El «reino que no era de este mundo» se había consolidado hasta constituir un Estado dentro del Estado.

Había un Credo unificador. En adelante, el que no lo observara estrictamente se declaraba hereje, delito no sólo doctrinal sino civil. La ley descargaría su peso sobre los disidentes. Pronto la Iglesia ejecutaría a los desobedientes en nombre del dulce Jesús.

Así fue como, cuando todavía no se habían apagado los ecos de la última persecución anticristiana, la Iglesia se convirtió, a su vez, en perseguidora.[205] Un caso claro de estricta aplicación de la fórmula Montalembert: «Cuando soy débil os reclamo la libertad en nombre de vuestros principios; cuando soy fuerte os la niego en nombre de los míos.»[206]

Cuando el Imperio romano se encaminó a su disolución, los obispos ocuparon el vacío de poder resultante y se aplicaron diligentísimamente a la tarea de convertir al catolicismo a los reyes y caudillos bárbaros que ocupaban los despojos de Roma.
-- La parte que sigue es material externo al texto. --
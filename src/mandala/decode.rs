use crate::config::KernelConfig;
use crate::constants::{BYTES_PER_CHUNK, CHUNKS_PER_UNIT};
use crate::dictionary::Dictionary;
use crate::errors::{KernelError, KernelResult};
use crate::signature::SignatureReader;
use crate::state::BlockCounters;

const FLAG_PREDICTED: u64 = 0b00;
const FLAG_MAP_A: u64 = 0b01;
const FLAG_MAP_B: u64 = 0b10;
const FLAG_CHUNK: u64 = 0b11;

/// Mirror image of [`super::MandalaEncoder`]. Derived from scratch since
/// the encoder and decoder must classify each chunk identically, including
/// its effect on the dictionary and predictor, for the stream to be
/// recoverable.
pub struct MandalaDecoder {
  dict: Dictionary,
  counters: BlockCounters,
  config: KernelConfig,
}

impl MandalaDecoder {
  pub fn new(config: KernelConfig) -> Self {
    tracing::debug!(?config, "initializing mandala decoder");
    let reset_cycle = config.reset_cycle;
    MandalaDecoder {
      dict: Dictionary::new(),
      counters: BlockCounters::new(reset_cycle),
      config,
    }
  }

  fn decode_chunk(&mut self, reader: &mut SignatureReader) -> KernelResult<[u8; 4]> {
    let flag = reader.read_bits(2)?;
    let chunk = match flag {
      FLAG_PREDICTED => self.dict.prediction_for(self.dict.last_hash),
      FLAG_MAP_A => {
        let h = reader.read_u16_le()?;
        self.dict.row(h).chunk_a
      }
      FLAG_MAP_B => {
        let h = reader.read_u16_le()?;
        self.dict.row(h).chunk_b
      }
      FLAG_CHUNK => reader.read_u32_le()?,
      _ => return Err(KernelError::corruption("invalid mandala signature flag")),
    };
    self.dict.classify_and_update(chunk);
    Ok(chunk.to_le_bytes())
  }

  fn advance_block_counters(&mut self) {
    if self.counters.signatures_in_block >= self.config.block_signatures {
      self.counters.signatures_in_block = 0;
      self.counters.efficiency_checked = false;
      if self.config.parallel_decompressible {
        if self.counters.reset_cycle_remaining == 0 {
          tracing::trace!("resetting dictionary for parallel-decompressible block boundary");
          self.dict.reset();
          self.counters.reset_cycle_remaining = self.config.reset_cycle.saturating_sub(1);
        } else {
          self.counters.reset_cycle_remaining -= 1;
        }
      }
    }
    self.counters.signatures_in_block += 1;
  }

  pub fn decode_all(&mut self, bytes: &[u8], original_len: usize) -> KernelResult<Vec<u8>> {
    tracing::debug!(compressed_len = bytes.len(), original_len, "decoding mandala stream");
    let mut reader = SignatureReader::new(bytes);
    let mut out = Vec::with_capacity(original_len);

    let full_chunks = original_len / BYTES_PER_CHUNK;
    let trailing = original_len % BYTES_PER_CHUNK;

    let mut chunks_left = full_chunks;
    while chunks_left >= CHUNKS_PER_UNIT {
      self.advance_block_counters();
      for _ in 0..CHUNKS_PER_UNIT {
        out.extend_from_slice(&self.decode_chunk(&mut reader)?);
      }
      chunks_left -= CHUNKS_PER_UNIT;
    }
    if chunks_left > 0 {
      self.advance_block_counters();
      for _ in 0..chunks_left {
        out.extend_from_slice(&self.decode_chunk(&mut reader)?);
      }
    }

    if trailing > 0 {
      let tail = reader.read_bytes(trailing)?;
      out.extend_from_slice(tail);
    }

    Ok(out)
  }
}

#[cfg(test)]
mod tests {
  use super::*;
  use crate::mandala::compress;

  #[test]
  fn test_round_trip_empty() {
    let compressed = compress(&[], KernelConfig::default());
    let decoded = MandalaDecoder::new(KernelConfig::default())
      .decode_all(&compressed, 0)
      .unwrap();
    assert_eq!(decoded, Vec::<u8>::new());
  }

  #[test]
  fn test_round_trip_repeated_zeros() {
    let data = vec![0_u8; 1024];
    let compressed = compress(&data, KernelConfig::default());
    let decoded = MandalaDecoder::new(KernelConfig::default())
      .decode_all(&compressed, data.len())
      .unwrap();
    assert_eq!(decoded, data);
  }

  #[test]
  fn test_round_trip_repeating_pattern() {
    let mut data = Vec::new();
    for _ in 0..256 {
      data.extend_from_slice(&[4_u8, 5, 6, 7]);
    }
    let compressed = compress(&data, KernelConfig::default());
    let decoded = MandalaDecoder::new(KernelConfig::default())
      .decode_all(&compressed, data.len())
      .unwrap();
    assert_eq!(decoded, data);
  }

  #[test]
  fn test_round_trip_b_row_swap() {
    let mut dataset = Vec::new();
    let a: u32 = 1;
    let b = (0..u32::MAX)
      .find(|&x| x != a && x != 0 && crate::hash::hash_chunk(x) == crate::hash::hash_chunk(a))
      .unwrap();
    for _ in 0..32 {
      dataset.extend_from_slice(&a.to_le_bytes());
      dataset.extend_from_slice(&b.to_le_bytes());
    }
    let compressed = compress(&dataset, KernelConfig::default());
    let decoded = MandalaDecoder::new(KernelConfig::default())
      .decode_all(&compressed, dataset.len())
      .unwrap();
    assert_eq!(decoded, dataset);
  }

  #[test]
  fn test_round_trip_trailing_bytes() {
    for trailing_len in 1..=3 {
      let mut data = vec![9_u8; 40];
      data.extend(std::iter::repeat(0x11_u8).take(trailing_len));
      let compressed = compress(&data, KernelConfig::default());
      let decoded = MandalaDecoder::new(KernelConfig::default())
        .decode_all(&compressed, data.len())
        .unwrap();
      assert_eq!(decoded, data, "trailing_len={}", trailing_len);
    }
  }
}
El imperio de los césares desapareció, pero en su lugar surgió la cristiandad bajo la autoridad moral, y más tarde política, de los papas y de la Iglesia de Roma.

De este modo se prolongó el contubernio Iglesia-Estado, lo que, con la ayuda de Dios y no poco celo inteligente de los ministros del Altar, se ha conseguido hasta nuestros días.